Tinjau Pulau Rinca, Jokowi Akan Integrasikan Kawasan Pariwisata di NTT

Dwi Bowo Raharjo | Ummi Hadyah Saleh
Tinjau Pulau Rinca, Jokowi Akan Integrasikan Kawasan Pariwisata di NTT
Presiden Joko Widodo (Jokowi) menyambangi Pulau Rinca di Provinsi Nusa Tenggara Timur (NTT). (Foto dok. Biro Pers)

Jokowi memastikan akan membahas hal itu dengan kementerian dan pihak-pihak terkait.

Suara.com - Presiden Joko Widodo (Jokowi) sempat menyambangi Pulau Rinca di Provinsi Nusa Tenggara Timur (NTT) pada Kamis (11/7/2019). Pulau tersebut merupakan kawasan yang berada di dalam Taman Nasional Komodo.

Berdasarkan keterangan Plt Kepala Biro Pers, Media, dan Informasi Sekretariat Presiden, Chandra A. Kurniawan, Jokowi dan rombongan langsung disambut oleh Kepala Balai Taman Nasional Komodo, Lukita Awang. Kemudian rombongan diberikan paparan singkat mengenai kondisi pulau tersebut.

"Kita ini ingin melihat secara makronya untuk kawasan Labuan Bajo dan sekitarnya. Artinya, Labuan Bajo ada Pulau Komodo, ada Pulau Rinca, kemudian ada lautnya sehingga pembenahan kawasan pembangunan fasilitas-fasilitas pendukung itu (harus) terintegrasi semuanya," ujar Jokowi usai peninjauan.

Jokowi menuturkan, pengembangan kawasan Taman Nasional Komodo ke depannya akan dibuat lebih terintegrasi antara satu lokasi wisata dengan lainnya di Priovinsi NTT.

Jokowi memastikan akan membahas hal itu dengan kementerian dan pihak-pihak terkait.

"Rancangan besar ini yang sebentar lagi akan kita buatkan rapat terbatas sehingga grand design-nya itu betul-betul sambung antara Labuan Bajo, Rinca, Komodo, lautnya, semuanya terdesain dengan baik dan dikerjakan tidak parsial," ucap dia.

Dalam kesempatan itu, Jokowi juga mengingatkan akan prinsip konservasi dan memperhatikan daya dukung Taman Nasional Komodo agar tidak membahayakan lingkungan alam.

Mantan Gubernur DKI Jakarta itu berpandangan bahwa diperlukan pemisahan yang jelas antara zona konservasi dan turisme di kawasan tersebut.

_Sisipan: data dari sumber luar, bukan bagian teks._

//! End-of-run summary.

use crate::merge::{ConflictAction, ConflictLogEntry, MergeStatistics};
use crate::tree::TreePath;
use serde::Serialize;
use std::fmt;

/// Console and JSON summary of one migration run.
#[derive(Debug, Clone, PartialEq, Serialize)]
pub struct RunSummary {
    pub total_conflicts: usize,
    pub manual_review_required: usize,
    pub statistics: MergeStatistics,
    /// Every path flagged for manual review, in log order.
    pub critical_paths: Vec<TreePath>,
    pub recommendations: Vec<String>,
    pub success_rate: f64,
    /// Renames discovered and fed into the second merge pass.
    pub discovered_renames: usize,
    /// Transformation records detected after the merge.
    pub transformations: usize,
    /// How many critical paths the text rendering lists.
    #[serde(skip)]
    pub shown_paths: usize,
}

impl RunSummary {
    pub fn from_log(log: &[ConflictLogEntry], shown_paths: usize) -> Self {
        let statistics = MergeStatistics::from_log(log);
        let critical_paths = log
            .iter()
            .filter(|entry| entry.manual_review)
            .map(|entry| entry.path.clone())
            .collect();
        Self {
            total_conflicts: log.len(),
            manual_review_required: statistics.manual_review_count,
            recommendations: recommendations(&statistics),
            success_rate: statistics.success_rate(),
            statistics,
            critical_paths,
            discovered_renames: 0,
            transformations: 0,
            shown_paths,
        }
    }

    pub fn with_discovered_renames(mut self, count: usize) -> Self {
        self.discovered_renames = count;
        self
    }

    pub fn with_transformations(mut self, count: usize) -> Self {
        self.transformations = count;
        self
    }
}

fn recommendations(stats: &MergeStatistics) -> Vec<String> {
    let mut out = Vec::new();

    if stats.manual_review_count > 0 {
        out.push(format!(
            "Manual review required for {} configuration changes. \
             Review entries marked with 'manual_review': true before deployment.",
            stats.manual_review_count
        ));
    }
    if stats.data_loss_count > 0 {
        out.push(format!(
            "Potential data loss detected in {} configurations. \
             Verify that removed or incompatible settings are intentional.",
            stats.data_loss_count
        ));
    }
    if stats.total == 0 {
        out.push("No conflicts detected. Configuration migration completed successfully.".to_string());
    } else if stats.manual_review_count * 2 > stats.total {
        out.push(
            "High number of manual review items detected. Consider reviewing template \
             compatibility or providing a migration map for renamed fields."
                .to_string(),
        );
    }
    let mismatches = stats.count(ConflictAction::StructuralMismatch);
    if mismatches > 0 {
        out.push(format!(
            "{} structural mismatches found. These may indicate \
             incompatible changes in the new template version.",
            mismatches
        ));
    }
    out
}

impl fmt::Display for RunSummary {
    fn fmt(&self, f: &mut fmt::Formatter<'_>) -> fmt::Result {
        writeln!(f, "Migration summary")?;
        writeln!(f, "{}", "=".repeat(60))?;
        writeln!(f, "  Conflict log entries:   {}", self.total_conflicts)?;
        for action in ConflictAction::ALL {
            let count = self.statistics.count(action);
            if count > 0 {
                writeln!(f, "    {:<20} {}", action.as_str(), count)?;
            }
        }
        writeln!(f, "  Manual review required: {}", self.manual_review_required)?;
        writeln!(f, "  Success rate:           {:.1}%", self.success_rate)?;
        if self.discovered_renames > 0 {
            writeln!(f, "  Discovered renames:     {}", self.discovered_renames)?;
        }
        if self.transformations > 0 {
            writeln!(f, "  Transformations:        {}", self.transformations)?;
        }

        if !self.critical_paths.is_empty() {
            writeln!(f)?;
            writeln!(f, "Critical paths:")?;
            for path in self.critical_paths.iter().take(self.shown_paths) {
                writeln!(f, "  - {}", path)?;
            }
            let hidden = self.critical_paths.len().saturating_sub(self.shown_paths);
            if hidden > 0 {
                writeln!(f, "  ... and {} more", hidden)?;
            }
        }

        if !self.recommendations.is_empty() {
            writeln!(f)?;
            writeln!(f, "Recommendations:")?;
            for rec in &self.recommendations {
                writeln!(f, "  * {}", rec)?;
            }
        }
        Ok(())
    }
}
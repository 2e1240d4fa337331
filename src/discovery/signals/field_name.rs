//! Field-name similarity.

use super::{CandidateSignal, Orphan, SearchSpace, SignalError};
use crate::config::DiscoverySettings;
use crate::discovery::similarity::sequence_ratio;
use crate::discovery::types::MigrationCandidate;
use crate::tree::TreePath;
use std::collections::BTreeMap;

/// Compares the orphan's final key with every candidate's final key.
///
/// The orphan's key is also compared qualified by its parent key, so that
/// `serviceAccount.name` is recognised in a field called
/// `serviceAccountName`.
#[derive(Debug, Clone)]
pub struct FieldNameSignal {
    threshold: f64,
    review_below: f64,
}

impl FieldNameSignal {
    pub const NAME: &'static str = "field_name";

    pub fn new(settings: &DiscoverySettings) -> Self {
        Self {
            threshold: settings.field_name_threshold,
            review_below: settings.field_name_review_below,
        }
    }
}

/// `parent.final` collapsed into one lowercase word.
fn qualified_name(path: &TreePath) -> Option<String> {
    let mut keys = path.keys().rev();
    let last = keys.next()?;
    let parent = keys.next()?;
    Some(format!("{}{}", parent, last).to_lowercase())
}

impl CandidateSignal for FieldNameSignal {
    fn name(&self) -> &'static str {
        Self::NAME
    }

    fn candidates(
        &self,
        orphan: Orphan<'_>,
        space: &SearchSpace<'_>,
    ) -> Result<Vec<MigrationCandidate>, SignalError> {
        let Some(old_name) = orphan.path.field_name() else {
            return Ok(Vec::new());
        };
        let qualified = qualified_name(orphan.path);

        let mut out = Vec::new();
        for path in space.paths() {
            let Some(new_name) = path.field_name() else {
                continue;
            };

            let direct = sequence_ratio(old_name, new_name);
            let via_parent = qualified
                .as_deref()
                .map(|q| sequence_ratio(q, &new_name.to_lowercase()))
                .unwrap_or(0.0);
            let (ratio, shown) = if via_parent > direct {
                (via_parent, orphan.path.to_string())
            } else {
                (direct, old_name.to_string())
            };
            if ratio <= self.threshold {
                continue;
            }

            let field_mapping = (old_name != new_name)
                .then(|| BTreeMap::from([(old_name.to_string(), new_name.to_string())]));
            out.push(MigrationCandidate {
                new_path: path.clone(),
                signal: Self::NAME,
                score: ratio,
                evidence: format!("Field name: '{}' -> '{}' ({:.2})", shown, new_name, ratio),
                requires_review: ratio < self.review_below,
                field_mapping,
            });
        }
        Ok(out)
    }
}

Presiden Joko Widodo (Jokowi) menyambangi Pulau Rinca di Provinsi Nusa Tenggara Timur (NTT). (Foto dok. Biro Pers)
Presiden Joko Widodo (Jokowi) menyambangi Pulau Rinca di Provinsi Nusa Tenggara Timur (NTT). (Foto dok. Biro Pers)

Selain itu, Jokowi berencana menerapkan sistem kouta pada kunjungan wisatawan di kawasan Taman Nasional Komodo. Hal ini untuk menjaga keberlangsungan dan keseimbangan lingkungan setempat.

"Saya tadi sudah sampaikan ke Kepala Balai untuk betul-betul dihitung daya dukungnya. Ini adalah kawasan konservasi sehingga nanti akan kita buat desain besar, rancangan besar, mana yang untuk turis, mana yang untuk konservasi, mana yang dikuota, mana yang tidak," tuturnya.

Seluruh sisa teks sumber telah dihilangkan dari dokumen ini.